Korona virüs pandemisi nedeniyle uygulanan kısıtlamalar kırık kalp sendromlarında artışa neden oldu. Kardiyoloji Uzmanı Prof. Dr. Alpay Turan Sezgin, “Bu hastalık genelde aşırı stresli ve efor yapmayan, eve kapanan insanlarda oluyor. Mümkün olduğunca egzersize devam edilmeli” dedi.

Korona virüs nedeniyle bir yılı aşkın süredir uygulanan kısıtlamalar birçok hastalığı da beraberinde getirdi. Acıbadem Adana Hastanesi Kardiyoloji Uzmanı Prof. Dr. Alpay Turan Sezgin, hareketsizliğe bağlı olarak gelişen ve ’kırık kalp sendromu’ olarak bilinen “takotsubo kardiyomiyopatisi” rahatsızlığında artış yaşandığını belirtti.

“Kalp hastalıklarına bağlı ölüm oranı arttı”

Sezgin, pandemi sürecinde hastaneye gitmeyen kişilerin ciddi hastalıklara da yakalandığını söyleyerek, “Korona virüs nedeniyle kalp hastalıklarında ciddi değişiklikler oldu. Daha önceden kalp yetmezliği, hipertansiyonu olan hastalar Covid-19 ile enfekte olduğunda süreci çok daha ağır geçiriyor. İleri yaş da riski artırıyor” diye konuştu.

Pandeminin ilk günlerinde Covid-19 virüsünün hücreye bağlandığı reseptörlerin, kullanılan kalp ilaçlarıyla etkileşim halinde olduğu düşüncesiyle yüksek tansiyon ilaçlarının kesilmesinin gündeme geldiğini hatırlatan Prof. Dr. Sezgin, daha sonra şunları söyledi:

“Yapılan çalışmalar, bu ilaçların kesinlikle zararının olmadığını ve ilaçlara devam etmemiz gerektiğini ortaya koydu. Covid-19 pandemisinin ilk görüldüğü aylarda, hastanelerin yataklarını ve kaynaklarını korona hastalarında kullanmak amacıyla koroner anjiyografiler, kalp krizi dışında ertelendi. Hastaneye gelen kalp krizi ve kalp yetmezliği vakalarında ciddi bir düşüş oldu. Fakat kalp hastalıklarına bağlı ölüm oranı arttı. Birçok hasta hastaneye gelmek istemediği için hayatını kaybetti.”

"Ciddi psikolojik sıkıntı yaşandı"

Kısıtlamaların halk arasında “kırık kalp sendromu” olarak bilinen kalp rahatsızlığında da artışa neden olduğunu belirten Prof. Dr. Alpay Turan Sezgin, “Evde kalma süresi uzadıkça ciddi psikolojik sıkıntılar da yaşanmaya başlandı. Kırık kalp sendromundaki artış da bunlardan biri” dedi.

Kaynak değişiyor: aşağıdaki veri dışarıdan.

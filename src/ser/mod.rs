//! Writing [`Value`] trees as binary NBT.
//!
//! Values already carry their exact tags, so writing cannot pick wrong
//! types. Choosing tags for loosely typed data happens beforehand, in
//! [`dynamic::to_value`][`crate::dynamic::to_value`].
//!
//! Some values have no representation in NBT, such as strings longer than
//! 65535 bytes. These result in an error (not a panic) before anything
//! about them is written.
mod write_nbt;

use std::io::Write;

use byteorder::{BigEndian, WriteBytesExt};

use crate::error::{Error, Result};
use crate::{Limits, Tag, Value, WriteOptions};

use self::write_nbt::WriteNbt;

/// Writes NBT documents to a writer, counting the bytes written.
pub struct Serializer<W: Write> {
    writer: W,
    limits: Limits,
    allow_fragments: bool,
    written: usize,
    depth: usize,
}

impl<W: Write> Serializer<W> {
    pub fn new(writer: W, options: &WriteOptions) -> Self {
        Self {
            writer,
            limits: options.limits,
            allow_fragments: options.allow_fragments,
            written: 0,
            depth: 0,
        }
    }

    /// Bytes written so far.
    pub fn bytes_written(&self) -> usize {
        self.written
    }

    /// Consumes this serializer, returning the underlying writer.
    pub fn into_inner(self) -> W {
        self.writer
    }

    /// Write `value` as a root tag named `name`. The root must be a compound
    /// unless fragments are allowed.
    pub fn write_root(&mut self, name: &str, value: &Value) -> Result<()> {
        if value.tag() != Tag::Compound && !self.allow_fragments {
            return Err(Error::wrong_type(Tag::Compound, value.tag()));
        }

        self.account(3 + name.len())?;
        self.writer.write_tag(value.tag())?;
        self.writer.write_size_prefixed_str(name)?;
        self.write_payload(value)
    }

    fn write_payload(&mut self, value: &Value) -> Result<()> {
        match value {
            Value::Byte(v) => {
                self.account(1)?;
                self.writer.write_i8(*v).map_err(Error::write)
            }
            Value::Short(v) => {
                self.account(2)?;
                self.writer.write_i16::<BigEndian>(*v).map_err(Error::write)
            }
            Value::Int(v) => {
                self.account(4)?;
                self.writer.write_i32::<BigEndian>(*v).map_err(Error::write)
            }
            Value::Long(v) => {
                self.account(8)?;
                self.writer.write_i64::<BigEndian>(*v).map_err(Error::write)
            }
            Value::Float(v) => {
                self.account(4)?;
                self.writer.write_f32::<BigEndian>(*v).map_err(Error::write)
            }
            Value::Double(v) => {
                self.account(8)?;
                self.writer.write_f64::<BigEndian>(*v).map_err(Error::write)
            }
            Value::ByteArray(bytes) => {
                self.account(4 + bytes.len())?;
                self.writer.write_len(bytes.len())?;
                self.writer.write_all(bytes).map_err(Error::write)
            }
            Value::String(s) => {
                self.account(2 + s.len())?;
                self.writer.write_size_prefixed_str(s)
            }
            Value::IntArray(ints) => {
                let size = ints
                    .len()
                    .checked_mul(4)
                    .ok_or_else(|| Error::too_large("int array too large"))?;
                self.account(4 + size)?;
                self.writer.write_len(ints.len())?;

                let mut payload = Vec::new();
                payload.try_reserve_exact(size)?;
                for i in ints {
                    payload.extend_from_slice(&i.to_be_bytes());
                }
                self.writer.write_all(&payload).map_err(Error::write)
            }
            Value::List(list) => {
                self.enter()?;
                self.account(5)?;
                self.writer.write_tag(list.element_tag())?;
                self.writer.write_len(list.len())?;
                for item in list {
                    self.write_payload(item)?;
                }
                self.depth -= 1;
                Ok(())
            }
            Value::Compound(compound) => {
                self.enter()?;
                for (name, child) in compound {
                    self.account(3 + name.len())?;
                    self.writer.write_tag(child.tag())?;
                    self.writer.write_size_prefixed_str(name)?;
                    self.write_payload(child)
                        .map_err(|e| Error::new(e.kind(), format!("{}: {}", name, e)))?;
                }
                self.account(1)?;
                self.writer.write_tag(Tag::End)?;
                self.depth -= 1;
                Ok(())
            }
        }
    }

    fn account(&mut self, len: usize) -> Result<()> {
        match self.written.checked_add(len) {
            Some(total) if total <= self.limits.max_bytes => {
                self.written = total;
                Ok(())
            }
            _ => Err(Error::too_large(format!(
                "output exceeds the limit of {} bytes",
                self.limits.max_bytes
            ))),
        }
    }

    fn enter(&mut self) -> Result<()> {
        self.depth += 1;
        if self.depth > self.limits.max_depth {
            return Err(Error::too_large(format!(
                "nesting exceeds the limit of {}",
                self.limits.max_depth
            )));
        }
        Ok(())
    }
}

/// Write a document to `writer`, returning the number of bytes written.
pub fn write_value<W: Write>(
    writer: W,
    name: &str,
    value: &Value,
    options: &WriteOptions,
) -> Result<usize> {
    let mut serializer = Serializer::new(writer, options);
    serializer.write_root(name, value)?;
    Ok(serializer.bytes_written())
}

/// Write a document to a new byte vector.
pub fn to_vec(name: &str, value: &Value, options: &WriteOptions) -> Result<Vec<u8>> {
    let mut out = Vec::new();
    write_value(&mut out, name, value, options)?;
    Ok(out)
}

İlk kez 1990 yılında Japonya’da tanımlanan ve “takotsubo kardiyomiyopatisi” adıyla da bilinen sendromun fiziksel ve psikolojik yoğun stres sonrasında duygu durumunda ortaya çıkan ani değişikliklerden kaynaklandığını anlatan Prof. Dr. Sezgin, “Stres hormonundaki artış, kalbin sol karıncığında hareket kaybına, kalp kas hücresinde ve koroner damar yatağının uç kesimlerinde bozulmalara neden oluyor. Bu hastalarda da kalp kriziyle seyreden kalp yetmezlikleri ortaya çıkabiliyor” ifadelerini kullandı.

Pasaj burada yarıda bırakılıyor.